Dwain Northey (Gen X)

Ah yes, the Golden Age of the Personal Economy—that magical era when everything is apparently fantastic, at least according to the man with the microphone and the teleprompter.

According to Donald Trump, the economy is roaring. Incredible. The best ever. People are winning so much they might get tired of winning. Jobs are everywhere, prosperity is overflowing, and somewhere in America an eagle is probably carrying a briefcase full of stock dividends.

Meanwhile, back in the real world, many of us are experiencing a slightly different economic miracle.

For example, there’s the fascinating financial transformation where a credit score that once proudly hovered around 800—the kind banks send thank-you cards for—has now taken a thrilling roller-coaster ride down to somewhere south of 500. Apparently this is what economists call “dynamic market participation.” Some might call it “what the hell just happened.”

Debt, of course, is also booming. Absolutely booming. If personal debt were a stock, we’d all be ringing the bell on Wall Street. Credit cards are maxed, interest rates are climbing like they’re training for Everest, and the monthly bills arrive with the regularity and enthusiasm of subscription boxes nobody remembers signing up for.

But don’t worry—the experts on television assure us everything is fine.

After all, the official economy is doing great. The stock market has numbers. Charts have arrows that go up sometimes. And somewhere, someone with three vacation homes just got a tax strategy clever enough to buy a fourth.

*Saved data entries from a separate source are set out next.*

use crate::location::*;
use screeps::{Part, RoomName};
use serde::{Deserialize, Serialize};

/// Role a unit plays in a siege. Attached when the unit is requested and never
/// inferred from its body.
#[derive(Clone, Copy, Debug, PartialEq, Eq, Hash, Serialize, Deserialize)]
pub enum SquadRole {
    /// Observes the target room before planning.
    Scout,
    /// Keeps the squad alive under turret fire.
    Healer,
    /// Kills hostile units.
    RangedAttacker,
    /// Tears down structures.
    Dismantler,
}

/// Body template for a requested unit: `pre_body` followed by `repeat_body`
/// as many times as the roster can afford, up to `maximum_repeat`.
#[derive(Clone, Debug, PartialEq, Serialize, Deserialize)]
pub struct BodyDefinition {
    #[serde(default)]
    pub pre_body: Vec<Part>,
    pub repeat_body: Vec<Part>,
    #[serde(default)]
    pub maximum_repeat: Option<usize>,
}

impl BodyDefinition {
    pub fn scout() -> BodyDefinition {
        BodyDefinition {
            pre_body: vec![],
            repeat_body: vec![Part::Move],
            maximum_repeat: Some(1),
        }
    }

    pub fn healer() -> BodyDefinition {
        BodyDefinition {
            pre_body: vec![],
            repeat_body: vec![Part::Heal, Part::Move],
            maximum_repeat: Some(25),
        }
    }

    pub fn ranged_attacker() -> BodyDefinition {
        BodyDefinition {
            pre_body: vec![],
            repeat_body: vec![Part::RangedAttack, Part::Move],
            maximum_repeat: Some(25),
        }
    }

    pub fn dismantler() -> BodyDefinition {
        BodyDefinition {
            pre_body: vec![Part::Tough, Part::Tough, Part::Move, Part::Move],
            repeat_body: vec![Part::Work, Part::Move],
            maximum_repeat: Some(23),
        }
    }

    pub fn for_role(role: SquadRole) -> BodyDefinition {
        match role {
            SquadRole::Scout => Self::scout(),
            SquadRole::Healer => Self::healer(),
            SquadRole::RangedAttacker => Self::ranged_attacker(),
            SquadRole::Dismantler => Self::dismantler(),
        }
    }

    /// Energy cost of the body with `repeats` copies of `repeat_body`.
    pub fn cost(&self, repeats: usize) -> u32 {
        let pre_cost: u32 = self.pre_body.iter().map(|p| p.cost()).sum();
        let repeat_cost: u32 = self.repeat_body.iter().map(|p| p.cost()).sum();
        let repeats = self.maximum_repeat.map(|max| repeats.min(max)).unwrap_or(repeats);

        pre_cost + repeat_cost * repeats as u32
    }
}

/// A need for `count` more units of one role, sent to the roster.
#[derive(Clone, Debug, PartialEq)]
pub struct SquadRequest {
    pub role: SquadRole,
    pub count: u32,
    pub body: BodyDefinition,
    pub target_room: RoomName,
    /// Room the units should be produced from.
    pub source_room: RoomName,
}

/// Minimum squad before leaving prep.
#[derive(Clone, Copy, Debug, PartialEq, Eq, Serialize, Deserialize)]
#[serde(default)]
pub struct SquadQuorum {
    pub healers: u32,
    pub ranged: u32,
    pub dismantlers: u32,
}

impl Default for SquadQuorum {
    fn default() -> Self {
        SquadQuorum {
            healers: 4,
            ranged: 2,
            dismantlers: 2,
        }
    }
}

impl SquadQuorum {
    pub fn required(&self, role: SquadRole) -> u32 {
        match role {
            SquadRole::Scout => 0,
            SquadRole::Healer => self.healers,
            SquadRole::RangedAttacker => self.ranged,
            SquadRole::Dismantler => self.dismantlers,
        }
    }

    /// Roles still short of quorum with the number of missing units.
    pub fn deficits(&self, squad: &[SquadMember]) -> Vec<(SquadRole, u32)> {
        [SquadRole::Healer, SquadRole::RangedAttacker, SquadRole::Dismantler]
            .iter()
            .filter_map(|role| {
                let have = count_role(squad, *role);
                let need = self.required(*role);
                if have < need {
                    Some((*role, need - have))
                } else {
                    None
                }
            })
            .collect()
    }

    pub fn is_met(&self, squad: &[SquadMember]) -> bool {
        self.deficits(squad).is_empty()
    }
}

/// Per-step telemetry for a living squad member.
#[derive(Clone, Debug, PartialEq)]
pub struct SquadMember {
    pub role: SquadRole,
    pub location: Location,
    pub room: RoomName,
    pub hits: u32,
    pub hits_max: u32,
}

impl SquadMember {
    pub fn health_fraction(&self) -> f32 {
        if self.hits_max == 0 {
            0.0
        } else {
            self.hits as f32 / self.hits_max as f32
        }
    }
}

pub fn count_role(squad: &[SquadMember], role: SquadRole) -> u32 {
    squad.iter().filter(|m| m.role == role).count() as u32
}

The personal economy, on the other hand, seems to be running a slightly different program. In this version, groceries feel like luxury goods, insurance payments require a small prayer ritual, and the phrase “minimum payment due” has become the national motto.

Naturally, the long-term solution appears to be the classic American financial plan: hope the courts sort it out. Bankruptcy lawyers may soon become the fastest-growing sector of the economy. Forget tech startups—the real booming industry might be people helping the rest of us figure out which chapter of financial collapse we qualify for.

Chapter 7, Chapter 11, Chapter “please just make the phone calls stop.”

But again, we should remember the important message: everything is great. Fantastic, even. If you’re feeling broke, buried in debt, or watching your credit score collapse like a poorly built casino in Atlantic City, it’s probably just because you’re not looking at the right economic indicators.

Try turning on the news.

Apparently, that’s where the prosperity lives.